Le 18 juin 2020
L’été qui arrive nous envoie des souffles d’air chaud, nous faisant oublier le printemps qui se termine. Quel étrange printemps de cette année 2020, qui a vu le jardin abandonné par ses visiteurs ! Et pourtant, les températures exceptionnelles de ces mois de mars, avril et mai, ainsi que trois gros orages, l’ont transformé en jardin tropical : des floraisons exceptionnelles, et un concert continu d’oiseaux qui ont profité de la manne abondante des insectes divers. Le jardin ne reçoit aucun traitement ni biologique, ni pesticide, et ça s’entend.
Aujourd’hui, les jardiniers préparent les paysages à la sécheresse qui s’annonce, à passer d’une exubérance verte et fleurie à une ascèse plus méditerranéenne. Suivant les orages qui viendront ou ne viendront pas, la sécheresse s’imposera courant juin ou début juillet.
Des couleurs éclatantes
Le Chili est étrange cette année : très peu de Puya berteroniana ont décidé de fleurir, même si les autres espèces (P. coerulea et P. venusta) sont en pleine débauche de couleurs. Par contre, la prairie d’alstroemères, agrandie cet hiver, est foisonnante de fleurs.
La Californie est resplendissante, avec de grosses touffes de Romneya coulteri en fin de floraison, les gros pavots blancs à cœur jaune, et des tapis de sauges bleues, mauves, qui colonisent la parcelle. Elle va bientôt basculer vers un paysage steppique.

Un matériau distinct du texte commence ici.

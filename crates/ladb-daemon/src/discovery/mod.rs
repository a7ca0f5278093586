//! Registered-service discovery of the bridge's ephemeral ports
//!
//! [`PortDiscovery`] browses both wireless-debugging service types through a
//! [`ServiceBrowser`], runs every resolved advertisement through the election
//! in [`election`], and publishes the winners as atomics that the supervisor
//! reads without locking.

pub mod election;
pub mod mdns;

use std::net::{IpAddr, Ipv4Addr, UdpSocket};
use std::sync::atomic::{AtomicBool, AtomicU16, Ordering};
use std::sync::{Arc, OnceLock};
use std::time::Instant;

use chrono::{DateTime, Utc};
use ladb_core::prelude::*;
use tokio::sync::mpsc;

pub use election::{DiscoveryState, ElectionState, ResolveRequest};
pub use mdns::MdnsBrowser;

/// Advertised by a device that is paired and ready to connect.
pub const CONNECT_SERVICE_TYPE: &str = "_adb-tls-connect._tcp.local.";

/// Advertised while the on-device pairing dialog is open.
pub const PAIRING_SERVICE_TYPE: &str = "_adb-tls-pairing._tcp.local.";

#[derive(Debug, Clone, Copy, PartialEq, Eq, Hash)]
pub enum ServiceKind {
    Connect,
    Pairing,
}

impl ServiceKind {
    pub const ALL: [ServiceKind; 2] = [ServiceKind::Connect, ServiceKind::Pairing];

    pub fn service_type(&self) -> &'static str {
        match self {
            ServiceKind::Connect => CONNECT_SERVICE_TYPE,
            ServiceKind::Pairing => PAIRING_SERVICE_TYPE,
        }
    }
}

impl std::fmt::Display for ServiceKind {
    fn fmt(&self, f: &mut std::fmt::Formatter<'_>) -> std::fmt::Result {
        match self {
            ServiceKind::Connect => f.write_str("connect"),
            ServiceKind::Pairing => f.write_str("pairing"),
        }
    }
}

/// One resolved advertisement.
#[derive(Debug, Clone, PartialEq, Eq)]
pub struct DiscoveredService {
    pub kind: ServiceKind,
    pub port: u16,
    /// Instance name, possibly with a counter suffix such as `(2)`
    pub service_name: String,
    pub expiration_time: Option<DateTime<Utc>>,
    pub host_addresses: Vec<IpAddr>,
}

/// Why a resolve did not complete.
#[derive(Debug, Clone, PartialEq, Eq)]
pub enum ResolveFailure {
    /// A resolve for the same advertisement is still running; try again.
    AlreadyActive,
    Other(String),
}

/// Callback events from a [`ServiceBrowser`].
#[derive(Debug, Clone, PartialEq, Eq)]
pub enum BrowseEvent {
    Found { kind: ServiceKind, name: String },
    Resolved(DiscoveredService),
    ResolveFailed {
        kind: ServiceKind,
        name: String,
        failure: ResolveFailure,
    },
    Lost { kind: ServiceKind, name: String },
}

/// The platform's registered-service browser.
///
/// Implementations deliver events for a browsed type into `sink` from any
/// thread. `resolve` asks for a found advertisement to be resolved; browsers
/// that resolve on their own may treat it as a no-op.
pub trait ServiceBrowser: Send + Sync + 'static {
    fn browse(&self, kind: ServiceKind, sink: mpsc::UnboundedSender<BrowseEvent>) -> Result<()>;

    fn resolve(&self, kind: ServiceKind, name: &str) -> Result<()>;
}

/// Values written by the election task and read by everyone else.
#[derive(Debug, Default)]
struct Published {
    /// 0 means no port elected
    connect_port: AtomicU16,
    pairing_port: AtomicU16,
    resolving: AtomicBool,
    started: AtomicBool,
    started_at: OnceLock<Instant>,
}

/// Finds the best connect and pairing ports for this device.
#[derive(Debug, Clone)]
pub struct PortDiscovery {
    local_address: Option<IpAddr>,
    published: Arc<Published>,
}

impl PortDiscovery {
    /// `local_address` filters out advertisements from other devices; `None`
    /// accepts any host.
    pub fn new(local_address: Option<IpAddr>) -> Self {
        Self {
            local_address,
            published: Arc::new(Published::default()),
        }
    }

    /// Start browsing. Only the first call has any effect.
    ///
    /// Must be called from within a tokio runtime.
    pub fn start<B: ServiceBrowser>(&self, browser: Arc<B>) -> Result<()> {
        if self.published.started.swap(true, Ordering::SeqCst) {
            warn!("Port discovery already started");
            return Ok(());
        }
        let _ = self.published.started_at.set(Instant::now());

        let (tx, rx) = mpsc::unbounded_channel();
        let mut browsing = 0;
        for kind in ServiceKind::ALL {
            match browser.browse(kind, tx.clone()) {
                Ok(()) => {
                    info!("Browsing for {}", kind.service_type());
                    browsing += 1;
                }
                Err(e) => warn!("Failed to browse {}: {}", kind.service_type(), e),
            }
        }
        drop(tx);

        if browsing == 0 {
            return Err(Error::discovery("no service type could be browsed"));
        }

        tokio::spawn(run_election(
            browser,
            rx,
            DiscoveryState::new(self.local_address),
            self.published.clone(),
        ));
        Ok(())
    }

    pub fn is_started(&self) -> bool {
        self.published.started.load(Ordering::SeqCst)
    }

    /// Best port advertised for connecting.
    pub fn best_port(&self) -> Option<u16> {
        nonzero(self.published.connect_port.load(Ordering::SeqCst))
    }

    /// Best port advertised by an open pairing dialog.
    pub fn pairing_port(&self) -> Option<u16> {
        nonzero(self.published.pairing_port.load(Ordering::SeqCst))
    }

    /// True while found advertisements are still waiting to resolve.
    pub fn is_resolving(&self) -> bool {
        self.published.resolving.load(Ordering::SeqCst)
    }

    /// When browsing began, `None` before `start`.
    pub fn started_at(&self) -> Option<Instant> {
        self.published.started_at.get().copied()
    }

    pub fn local_address(&self) -> Option<IpAddr> {
        self.local_address
    }
}

fn nonzero(port: u16) -> Option<u16> {
    (port != 0).then_some(port)
}

/// Background task: the only writer of the published values.
async fn run_election<B: ServiceBrowser>(
    browser: Arc<B>,
    mut rx: mpsc::UnboundedReceiver<BrowseEvent>,
    mut state: DiscoveryState,
    published: Arc<Published>,
) {
    while let Some(event) = rx.recv().await {
        trace!("Browse event: {:?}", event);

        if let Some(request) = state.handle(event) {
            if let Err(e) = browser.resolve(request.kind, &request.name) {
                warn!("Failed to request resolve of {}: {}", request.name, e);
            }
        }

        let connect = state.election(ServiceKind::Connect).best_port();
        let pairing = state.election(ServiceKind::Pairing).best_port();
        published
            .connect_port
            .store(connect.unwrap_or(0), Ordering::SeqCst);
        published
            .pairing_port
            .store(pairing.unwrap_or(0), Ordering::SeqCst);
        published
            .resolving
            .store(state.is_resolving(), Ordering::SeqCst);
    }

    published.resolving.store(false, Ordering::SeqCst);
    debug!("Port discovery event stream ended");
}

/// Best-effort detection of this machine's outward-facing address.
///
/// Connecting a UDP socket sends nothing; it only selects the route.
pub fn detect_local_address() -> Option<IpAddr> {
    let socket = UdpSocket::bind((Ipv4Addr::UNSPECIFIED, 0)).ok()?;
    socket.connect((Ipv4Addr::new(192, 0, 2, 1), 9)).ok()?;
    let address = socket.local_addr().ok()?.ip();
    (!address.is_loopback() && !address.is_unspecified()).then_some(address)
}

#[cfg(test)]
mod tests {
    use super::*;
    use crate::test_utils::FakeBrowser;
    use std::time::Duration;

    async fn settle() {
        tokio::time::sleep(Duration::from_millis(50)).await;
    }

    fn resolved(kind: ServiceKind, name: &str, port: u16) -> BrowseEvent {
        BrowseEvent::Resolved(DiscoveredService {
            kind,
            port,
            service_name: name.to_string(),
            expiration_time: None,
            host_addresses: vec![IpAddr::V4(Ipv4Addr::LOCALHOST)],
        })
    }

    #[tokio::test]
    async fn test_nothing_published_before_start() {
        let discovery = PortDiscovery::new(None);
        assert!(!discovery.is_started());
        assert!(discovery.started_at().is_none());
        assert_eq!(discovery.best_port(), None);
        assert!(!discovery.is_resolving());
    }

    #[tokio::test]
    async fn test_start_browses_both_service_types() {
        let browser = Arc::new(FakeBrowser::new());
        let discovery = PortDiscovery::new(None);

        discovery.start(browser.clone()).unwrap();

        assert!(discovery.started_at().is_some());
        assert!(browser.is_browsing(ServiceKind::Connect));
        assert!(browser.is_browsing(ServiceKind::Pairing));
    }

    #[tokio::test]
    async fn test_start_is_idempotent() {
        let browser = Arc::new(FakeBrowser::new());
        let discovery = PortDiscovery::new(None);

        discovery.start(browser.clone()).unwrap();
        let first = discovery.started_at();
        discovery.start(browser.clone()).unwrap();

        assert_eq!(discovery.started_at(), first);
        assert_eq!(browser.browse_count(), 2);
    }

    #[tokio::test]
    async fn test_found_then_resolved_publishes_port() {
        let browser = Arc::new(FakeBrowser::new());
        let discovery = PortDiscovery::new(None);
        discovery.start(browser.clone()).unwrap();

        browser.emit(BrowseEvent::Found {
            kind: ServiceKind::Connect,
            name: "ADB".to_string(),
        });
        settle().await;
        assert!(discovery.is_resolving());
        assert_eq!(browser.resolve_requests(), vec!["ADB".to_string()]);

        browser.emit(resolved(ServiceKind::Connect, "ADB", 40001));
        settle().await;
        assert!(!discovery.is_resolving());
        assert_eq!(discovery.best_port(), Some(40001));
        assert_eq!(discovery.pairing_port(), None);
    }

    #[tokio::test]
    async fn test_pairing_port_published_separately() {
        let browser = Arc::new(FakeBrowser::new());
        let discovery = PortDiscovery::new(None);
        discovery.start(browser.clone()).unwrap();

        browser.emit(resolved(ServiceKind::Pairing, "ADB", 41000));
        settle().await;

        assert_eq!(discovery.pairing_port(), Some(41000));
        assert_eq!(discovery.best_port(), None);
    }

    #[tokio::test]
    async fn test_already_active_reissues_resolve() {
        let browser = Arc::new(FakeBrowser::new());
        let discovery = PortDiscovery::new(None);
        discovery.start(browser.clone()).unwrap();

        browser.emit(BrowseEvent::Found {
            kind: ServiceKind::Connect,
            name: "ADB (2)".to_string(),
        });
        browser.emit(BrowseEvent::ResolveFailed {
            kind: ServiceKind::Connect,
            name: "ADB (2)".to_string(),
            failure: ResolveFailure::AlreadyActive,
        });
        settle().await;

        assert_eq!(browser.resolve_requests().len(), 2);
        assert!(discovery.is_resolving());
    }
}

L’Australie nous donne cette année un concert de couleurs avec toutes les Myrtaceae, et surtout les Callistemons et les Melaleucas qui prolongent leur floraison et enchantent ces paysages.
Le Fynbos d’Afrique du Sud s’enflamme avec les derniers bulbes à fleurir, les Watsonias, aux couleurs éclatantes de rouge et de violet.
En Amérique aride, les succulentes explosent de couleurs, notamment les Opuntias qui se couvrent de rouge, rose, jaune, orange dans une grande profusion. Les yuccas accompagnent ce mouvement de leurs lourdes inflorescences de clochettes blanches.
En Nouvelle-Zélande, quelques grosses touffes de Doryanthes palmeri terminent leur floraison incroyable : plantés voici 20 ans, ils ont choisi cette année pour nous offrir leur première floraison rouge écarlate, une énorme inflorescence de près de 2 mètres. Les pollinisateurs ont bien profité de cette aubaine dans un vrombissement incessant.
Dans le Verger, les terrasses sont resplendissantes comme un tableau impressionniste, une multitude pointilliste de jaunes, de violets, de rouges…
Un nouveau point de vue à découvrir
Au pied de feu l’énorme eucalyptus mort l’an dernier (voir la chronique de février 2020), les jardiniers s’activent. À partir du bois des branches, une scie mobile nous a produit de belles planches : pour évoquer les écorces de cet eucalyptus qui s’exfoliaient et que nous disposions autour de son pied en rayon, les jardiniers ont construit une plateforme rayonnante formant un belvédère qui permettra d’admirer le vieux bunya-bunya, l’Araucaria de Bidwill centenaire maintenant mis en évidence.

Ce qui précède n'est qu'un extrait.